In order to provide greater clarity on how industry can best adapt to meet these regulatory challenges the MIDAS Alliance was formed www.midasalliance.org to work with BSI on developing a standardized approach across industry.
PAS 499 gives recommendations for identity, validation, verification and authentication for online transactions and services in this context. It covers privacy enhancing technologies (PET), personally identifiable information (PII), enrolment at different levels of assurance, strong authentication, anonymity and anti-money laundering (AML), liability, device identification, mutual authentication, and biometrics.
Andrew Churchill of the MIDAS alliance says “Cybercrime and fraud are the fastest growing areas of criminal activity, and vulnerabilities in identity and authentication practices account for much of this unwelcome growth. Adoption of enhanced identity and authentication techniques are essential to make secure the ever increasing number of online transactions and services that a successful digital economy needs. However if industry sectors adopt different approaches to achieve this, the resulting fragmentation will cause considerable discontent among businesses, the public sector and consumers”
Keiran Millard of BSI’s Standard Solutions team says “PAS 499 is an excellent example of an industry sector using standards to deliver business benefit. MIDAS has brought together the key sector players and combining this with BSI’s robust and transparent standards development process means an approach agreed by all can be realized to address this important topic.”

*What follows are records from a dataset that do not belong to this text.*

//! View controller: validates submitted controls and produces chart sets.
//!
//! Before the first submission the snapshot's precomputed chart set is
//! served as-is. After it, every request recomputes the thirteen charts with
//! the latest submitted filters against whatever snapshot is installed.

use parking_lot::RwLock;
use serde_json::Value;
use std::borrow::Cow;
use tracing::{debug, warn};

use crate::api::{CaseFigures, ChartRequest, ChartSet, ChartsResponse, Figure};
use crate::models::{
    CountryScope, Metric, Series, SortOrder, Tab, TopN, ViewFilters, GLOBAL_SENTINEL,
};
use crate::services::charts::{cumulative_chart, daily_chart, ranked_bar_chart, rate_chart};
use crate::services::reshape::select_series;
use crate::store::{CaseData, DatasetSnapshot};

/// Whether the page has submitted controls yet.
#[derive(Debug, Clone, PartialEq, Eq, Default)]
pub enum ViewState {
    #[default]
    Default,
    Filtered(ViewFilters),
}

/// Holds the view state across requests.
#[derive(Debug, Default)]
pub struct ViewController {
    state: RwLock<ViewState>,
}

impl ViewController {
    pub fn new() -> Self {
        Self::default()
    }

    pub fn state(&self) -> ViewState {
        self.state.read().clone()
    }

    /// Record a submission. Default moves to Filtered; Filtered stays there
    /// with the new filters. Returns the state this call installed, which a
    /// later submission may already have replaced.
    pub fn submit(&self, filters: ViewFilters) -> ViewState {
        let view = ViewState::Filtered(filters);
        *self.state.write() = view.clone();
        view
    }
}

/// Chart set for `state` against `snapshot`.
pub fn respond(state: &ViewState, snapshot: &DatasetSnapshot) -> ChartsResponse {
    match state {
        ViewState::Default => ChartsResponse {
            filtered: false,
            filters: snapshot.default_filters.clone(),
            snapshot_version: snapshot.version,
            charts: snapshot.default_charts.clone(),
        },
        ViewState::Filtered(filters) => ChartsResponse {
            filtered: true,
            filters: filters.clone(),
            snapshot_version: snapshot.version,
            charts: compute_chart_set(&snapshot.data, filters),
        },
    }
}

fn scoped_series<'a>(data: &'a CaseData, metric: Metric, scope: &CountryScope) -> Cow<'a, Series> {
    match scope {
        CountryScope::Global => Cow::Borrowed(data.global.get(metric)),
        CountryScope::Country(_) => match select_series(data.tables.get(metric), scope) {
            Some(series) => Cow::Owned(series),
            None => Cow::Borrowed(data.global.get(metric)),
        },
    }
}

fn per_case<F>(data: &CaseData, scope: &CountryScope, build: F) -> CaseFigures
where
    F: Fn(&Series, Metric, &CountryScope) -> Figure,
{
    let figure = |metric| build(&*scoped_series(data, metric, scope), metric, scope);
    CaseFigures {
        confirmed: figure(Metric::Confirmed),
        recovered: figure(Metric::Recovered),
        deceased: figure(Metric::Deaths),
        active: figure(Metric::Active),
    }
}

/// Build all thirteen charts with one set of filters.
pub fn compute_chart_set(data: &CaseData, filters: &ViewFilters) -> ChartSet {
    let scope = &filters.scope;
    ChartSet {
        bar: ranked_bar_chart(&data.rows, filters),
        cumulative: per_case(data, scope, |s, m, c| cumulative_chart(s, m, c)),
        daily: per_case(data, scope, |s, m, c| daily_chart(s, m, c)),
        rate: per_case(data, scope, |s, m, c| rate_chart(s, m, c)),
    }
}

fn parse_top(raw: &Value) -> Option<i64> {
    match raw {
        Value::Number(n) => n
            .as_i64()
            .or_else(|| n.as_f64().filter(|f| f.is_finite()).map(|f| f.round() as i64)),
        Value::String(s) => s
            .trim()
            .parse::<f64>()
            .ok()
            .filter(|f| f.is_finite())
            .map(|f| f.round() as i64),
        _ => None,
    }
}

fn resolve_top(raw: Option<&Value>, default: TopN) -> TopN {
    match raw {
        None | Some(Value::Null) => default,
        Some(value) => match parse_top(value) {
            Some(n) => {
                let top = TopN::clamped(n);
                if top.get() as i64 != n {
                    warn!(requested = n, used = top.get(), "Top-N clamped");
                }
                top
            }
            None => {
                warn!(value = %value, "Unreadable top-N, using default");
                default
            }
        },
    }
}

fn resolve_parsed<T>(raw: Option<&str>, default: T, what: &str) -> T
where
    T: std::str::FromStr<Err = String> + Copy,
{
    match raw.map(str::trim).filter(|s| !s.is_empty()) {
        None => default,
        Some(s) => s.parse().unwrap_or_else(|e| {
            warn!(control = what, error = %e, "Falling back to default");
            default
        }),
    }
}

fn resolve_scope(
    tab: Option<&str>,
    country: Option<&str>,
    snapshot: &DatasetSnapshot,
) -> CountryScope {
    let country = country.map(str::trim).filter(|s| !s.is_empty());
    let tab = match tab {
        Some(t) => resolve_parsed(Some(t), Tab::Global, "tab"),
        None if country.is_some() => Tab::Country,
        None => Tab::Global,
    };

    match (tab, country) {
        (Tab::Global, _) => CountryScope::Global,
        (Tab::Country, None) => {
            warn!("Country tab submitted without a country, using global data");
            CountryScope::Global
        }
        (Tab::Country, Some(name)) if name.eq_ignore_ascii_case(GLOBAL_SENTINEL) => {
            debug!("Global sentinel selected");
            CountryScope::Global
        }
        (Tab::Country, Some(name)) if snapshot.data.tables.confirmed.contains(name) => {
            CountryScope::Country(name.to_string())
        }
        (Tab::Country, Some(name)) => {
            warn!(country = name, "Unknown country, using global data");
            CountryScope::Global
        }
    }
}

/// Turn raw control values into typed filters. Never fails: bad values
/// clamp or fall back to the snapshot defaults.
pub fn resolve_filters(request: &ChartRequest, snapshot: &DatasetSnapshot) -> ViewFilters {
    let defaults = &snapshot.default_filters;
    ViewFilters {
        top: resolve_top(request.top.as_ref(), defaults.top),
        order: resolve_parsed::<SortOrder>(request.order.as_deref(), defaults.order, "order"),
        metric: resolve_parsed::<Metric>(request.metric.as_deref(), defaults.metric, "metric"),
        scope: resolve_scope(request.tab.as_deref(), request.country.as_deref(), snapshot),
    }
}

PAS 499, which advocates believe could be developed in as little as nine months, is expected to give recommendations for identity, validation, verification and authentication for online transactions and services in this context. It will cover privacy enhancing technologies (PET), personally identifiable information (PII), enrolment at different levels of assurance, strong authentication, anonymity and anti-money laundering (AML), liability, device identification, mutual authentication, and biometrics.
A PAS (Publicly Available Specification) is a document that standardises elements of a product, service or process. PAS’s are usually commissioned by industry leaders, typically individual companies, SME”s, trade associations or government departments. Commissioning a PAS can put the originator in the driving seat for setting the agena in their sector, helping them work with regulators , set an agreed level of good practice or quality and establish trust in an innovative product or service, the BSI says.